That means pairing growth with fairness, she said, to ensure that the middle-class succeeds in the global economy, not just corporate CEOs.

"There is no greater force for economic growth than free markets. But markets work best with rules that promote our values, protect our workers and give all people a chance to succeed," she said. "Fairness doesn't just happen. It requires the right government policies.

Great googily moogily. That's an extremely scary worldview.

Of course "fairness doesn't just happen," because what people like Clinton want is fairness of result. And that requires that the government rig the system so that overachievers can't get rich and dumb people don't get poor. What's "fair" about the United States is that anyone who works hard can get rich, or at least move up the economic scale. Just ask the Combodian donut makers, who own upwards of 90% of donut shops in California.
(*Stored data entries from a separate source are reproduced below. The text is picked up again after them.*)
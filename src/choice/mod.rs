//! Tool-choice resolution.
//!
//! Interprets the `tool_choice` parameter into a behavior descriptor the
//! completion-request builder consumes. Validation happens here, before any
//! SDK call is issued: a function-choice naming an absent tool is an error,
//! and each resolution runs under a processing-time budget.

use crate::types::tool::{ToolChoice, ToolDefinition};
use serde::{Deserialize, Serialize};
use std::time::{Duration, Instant};
use thiserror::Error;

#[derive(Debug, Clone, Copy, PartialEq, Eq, Serialize, Deserialize)]
#[serde(rename_all = "snake_case")]
pub enum ChoiceMode {
    /// The model decides whether to call a tool.
    Auto,
    /// Text-only; tools are withheld from the request.
    NoTools,
    /// The model must call the named function.
    Specific,
    /// The model must call some tool, any tool.
    Any,
}

#[derive(Debug, Clone, Copy, Default, PartialEq, Eq, Serialize, Deserialize)]
pub struct ChoiceRestrictions {
    pub specific_function: bool,
}

/// Behavior descriptor produced from a `tool_choice`.
#[derive(Debug, Clone, PartialEq, Serialize, Deserialize)]
pub struct ResolvedChoice {
    pub mode: ChoiceMode,
    pub allow_tools: bool,
    #[serde(skip_serializing_if = "Option::is_none")]
    pub force_function: Option<String>,
    pub restrictions: ChoiceRestrictions,
}

impl ResolvedChoice {
    fn auto() -> Self {
        Self {
            mode: ChoiceMode::Auto,
            allow_tools: true,
            force_function: None,
            restrictions: ChoiceRestrictions::default(),
        }
    }
}

#[derive(Debug, Clone, PartialEq, Eq, Error)]
pub enum ChoiceError {
    #[error("tool_choice names function {name:?}, which is not among the provided tools")]
    FunctionNotFound { name: String },

    #[error("Unknown tool_choice value {value:?}")]
    UnknownMode { value: String },

    #[error("Choice resolution took {elapsed_ms}ms, budget is {budget_ms}ms")]
    ProcessingTimeout { elapsed_ms: u64, budget_ms: u64 },
}

impl ChoiceError {
    pub fn code(&self) -> &'static str {
        match self {
            ChoiceError::FunctionNotFound { .. } => "CHOICE_FUNCTION_NOT_FOUND",
            ChoiceError::UnknownMode { .. } => "CHOICE_UNKNOWN_MODE",
            ChoiceError::ProcessingTimeout { .. } => "CHOICE_PROCESSING_TIMEOUT",
        }
    }
}

#[derive(Debug, Clone)]
pub struct ChoiceResolverConfig {
    pub budget: Duration,
}

impl Default for ChoiceResolverConfig {
    fn default() -> Self {
        Self {
            budget: Duration::from_millis(5),
        }
    }
}

pub struct ChoiceResolver {
    config: ChoiceResolverConfig,
}

impl ChoiceResolver {
    pub fn new(config: ChoiceResolverConfig) -> Self {
        Self { config }
    }

    /// Resolve a `tool_choice` (absent means `"auto"`) against the tool set.
    pub fn resolve(
        &self,
        choice: Option<&ToolChoice>,
        tools: &[ToolDefinition],
    ) -> Result<ResolvedChoice, ChoiceError> {
        let start = Instant::now();

        let resolved = match choice {
            None => ResolvedChoice::auto(),
            Some(ToolChoice::Mode(mode)) => match mode.as_str() {
                "auto" => ResolvedChoice::auto(),
                "none" => ResolvedChoice {
                    mode: ChoiceMode::NoTools,
                    allow_tools: false,
                    force_function: None,
                    restrictions: ChoiceRestrictions::default(),
                },
                "required" => ResolvedChoice {
                    mode: ChoiceMode::Any,
                    allow_tools: true,
                    force_function: None,
                    restrictions: ChoiceRestrictions::default(),
                },
                other => {
                    return Err(ChoiceError::UnknownMode {
                        value: other.into(),
                    })
                }
            },
            Some(ToolChoice::Function(named)) => {
                let name = &named.function.name;
                if !tools.iter().any(|t| t.function.name == *name) {
                    return Err(ChoiceError::FunctionNotFound { name: name.clone() });
                }
                ResolvedChoice {
                    mode: ChoiceMode::Specific,
                    allow_tools: true,
                    force_function: Some(name.clone()),
                    restrictions: ChoiceRestrictions {
                        specific_function: true,
                    },
                }
            }
        };

        let elapsed = start.elapsed();
        if elapsed > self.config.budget {
            return Err(ChoiceError::ProcessingTimeout {
                elapsed_ms: elapsed.as_millis() as u64,
                budget_ms: self.config.budget.as_millis() as u64,
            });
        }
        Ok(resolved)
    }
}

#[cfg(test)]
mod tests {
    use super::*;

    fn resolver() -> ChoiceResolver {
        ChoiceResolver::new(ChoiceResolverConfig::default())
    }

    fn tools() -> Vec<ToolDefinition> {
        vec![ToolDefinition::function("get_weather")]
    }

    #[test]
    fn test_absent_choice_resolves_to_auto() {
        let resolved = resolver().resolve(None, &tools()).unwrap();
        assert_eq!(resolved.mode, ChoiceMode::Auto);
        assert!(resolved.allow_tools);
        assert!(resolved.force_function.is_none());
    }

    #[test]
    fn test_none_disables_tools() {
        let resolved = resolver()
            .resolve(Some(&ToolChoice::none()), &tools())
            .unwrap();
        assert_eq!(resolved.mode, ChoiceMode::NoTools);
        assert!(!resolved.allow_tools);
    }

    #[test]
    fn test_required_allows_any_tool() {
        let resolved = resolver()
            .resolve(Some(&ToolChoice::required()), &tools())
            .unwrap();
        assert_eq!(resolved.mode, ChoiceMode::Any);
        assert!(resolved.allow_tools);
        assert!(resolved.force_function.is_none());
    }

    #[test]
    fn test_function_choice_forces_named_function() {
        let resolved = resolver()
            .resolve(Some(&ToolChoice::function("get_weather")), &tools())
            .unwrap();
        assert_eq!(resolved.mode, ChoiceMode::Specific);
        assert_eq!(resolved.force_function.as_deref(), Some("get_weather"));
        assert!(resolved.restrictions.specific_function);
    }

    #[test]
    fn test_function_absent_from_tool_list() {
        let err = resolver()
            .resolve(Some(&ToolChoice::function("missing")), &[])
            .unwrap_err();
        assert_eq!(err.code(), "CHOICE_FUNCTION_NOT_FOUND");
    }

    #[test]
    fn test_unknown_mode_rejected() {
        let err = resolver()
            .resolve(Some(&ToolChoice::Mode("sometimes".into())), &tools())
            .unwrap_err();
        assert_eq!(err.code(), "CHOICE_UNKNOWN_MODE");
    }
}
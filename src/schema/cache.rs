//! Validation result cache.
//!
//! Keys are sha256 hashes of the canonicalized (sorted-keys) schema JSON, so
//! structurally identical schemas hit the same entry regardless of key order.
//! Entries are evicted by LRU capacity and by per-entry TTL.

use super::validator::SchemaReport;
use lru::LruCache;
use serde_json::Value;
use sha2::{Digest, Sha256};
use std::collections::BTreeMap;
use std::num::NonZeroUsize;
use std::time::{Duration, Instant};

#[derive(Debug, Clone)]
pub struct ValidationCacheConfig {
    pub capacity: usize,
    pub ttl: Duration,
    pub enabled: bool,
}

impl Default for ValidationCacheConfig {
    fn default() -> Self {
        Self {
            capacity: 256,
            ttl: Duration::from_secs(300),
            enabled: true,
        }
    }
}

impl ValidationCacheConfig {
    pub fn new() -> Self {
        Self::default()
    }
    pub fn with_capacity(mut self, capacity: usize) -> Self {
        self.capacity = capacity;
        self
    }
    pub fn with_ttl(mut self, ttl: Duration) -> Self {
        self.ttl = ttl;
        self
    }
    pub fn with_enabled(mut self, enabled: bool) -> Self {
        self.enabled = enabled;
        self
    }
}

struct CachedReport {
    report: SchemaReport,
    stored_at: Instant,
}

/// Bounded LRU + TTL cache for validation reports.
pub struct ValidationCache {
    entries: LruCache<String, CachedReport>,
    ttl: Duration,
    enabled: bool,
}

impl ValidationCache {
    pub fn new(config: &ValidationCacheConfig) -> Self {
        let capacity = NonZeroUsize::new(config.capacity.max(1)).unwrap();
        Self {
            entries: LruCache::new(capacity),
            ttl: config.ttl,
            enabled: config.enabled,
        }
    }

    /// Look up a stored report. Expired entries are dropped on access.
    pub fn get(&mut self, key: &str) -> Option<SchemaReport> {
        if !self.enabled {
            return None;
        }
        let expired = match self.entries.get(key) {
            Some(cached) => cached.stored_at.elapsed() > self.ttl,
            None => return None,
        };
        if expired {
            self.entries.pop(key);
            return None;
        }
        self.entries.get(key).map(|cached| cached.report.clone())
    }

    pub fn put(&mut self, key: String, report: SchemaReport) {
        if !self.enabled {
            return;
        }
        self.entries.put(
            key,
            CachedReport {
                report,
                stored_at: Instant::now(),
            },
        );
    }

    pub fn len(&self) -> usize {
        self.entries.len()
    }

    pub fn is_empty(&self) -> bool {
        self.entries.is_empty()
    }

    pub fn clear(&mut self) {
        self.entries.clear();
    }
}

/// Stable hash of a JSON value with object keys sorted at every level.
pub fn canonical_hash(value: &Value) -> String {
    let canonical = canonicalize(value);
    let encoded = serde_json::to_string(&canonical).unwrap_or_default();
    let mut hasher = Sha256::new();
    hasher.update(encoded.as_bytes());
    hasher
        .finalize()
        .iter()
        .map(|b| format!("{:02x}", b))
        .collect()
}

fn canonicalize(value: &Value) -> Value {
    match value {
        Value::Object(map) => {
            let sorted: BTreeMap<&String, Value> =
                map.iter().map(|(k, v)| (k, canonicalize(v))).collect();
            serde_json::to_value(sorted).unwrap_or(Value::Null)
        }
        Value::Array(items) => Value::Array(items.iter().map(canonicalize).collect()),
        other => other.clone(),
    }
}

#[cfg(test)]
mod tests {
    use super::*;
    use crate::schema::validator::SchemaReport;

    fn dummy_report(valid: bool) -> SchemaReport {
        SchemaReport {
            valid,
            errors: Vec::new(),
            validation_time_ms: 0.1,
            cache_hit: false,
        }
    }

    #[test]
    fn test_canonical_hash_ignores_key_order() {
        let a = serde_json::json!({"type": "object", "properties": {"a": {"type": "string"}}});
        let b = serde_json::json!({"properties": {"a": {"type": "string"}}, "type": "object"});
        assert_eq!(canonical_hash(&a), canonical_hash(&b));
    }

    #[test]
    fn test_canonical_hash_distinguishes_values() {
        let a = serde_json::json!({"type": "object"});
        let b = serde_json::json!({"type": "array"});
        assert_ne!(canonical_hash(&a), canonical_hash(&b));
    }

    #[test]
    fn test_cache_hit_and_capacity_eviction() {
        let config = ValidationCacheConfig::default().with_capacity(2);
        let mut cache = ValidationCache::new(&config);
        cache.put("a".into(), dummy_report(true));
        cache.put("b".into(), dummy_report(true));
        assert!(cache.get("a").is_some());
        // "b" is now least-recently-used and gets evicted by the third insert.
        cache.put("c".into(), dummy_report(false));
        assert!(cache.get("b").is_none());
        assert!(cache.get("a").is_some());
        assert!(cache.get("c").is_some());
    }

    #[test]
    fn test_cache_ttl_expiry() {
        let config = ValidationCacheConfig::default().with_ttl(Duration::from_millis(0));
        let mut cache = ValidationCache::new(&config);
        cache.put("a".into(), dummy_report(true));
        std::thread::sleep(Duration::from_millis(5));
        assert!(cache.get("a").is_none());
    }

    #[test]
    fn test_cache_disabled() {
        let config = ValidationCacheConfig::default().with_enabled(false);
        let mut cache = ValidationCache::new(&config);
        cache.put("a".into(), dummy_report(true));
        assert!(cache.get("a").is_none());
    }
}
They came to this country, invested in a business where they could be successful, and work their tails off:

“It’s not easy work at all. As a family we are working seven days a week, the store is open 24 hours, and we have no family time. It’s tiring,” said a 26-year-old Chinese American who requested anonymity.

No one offered to make things more fair for these people. They came to the US and worked, instead of expecting the government to help them live. And they did it "on their own." I know several people from countries like Poland and Bulgaria who came to the US with the money in their pockets and worked like the dickens to earn every cent they have. If they can do it, anyone can. On their own.

They tried the "'we're all in it together' society" before; it was called the U.S.S.R. And it failed miserably because not everyone wants to work as hard as a Cambodian donut cutter. Is Hilary Clinton really silly-brained enough to think that this is the direction the US should take?

Hey, Cali, if we start this new country, I want the Cambodians to come with us.
Donuts rule.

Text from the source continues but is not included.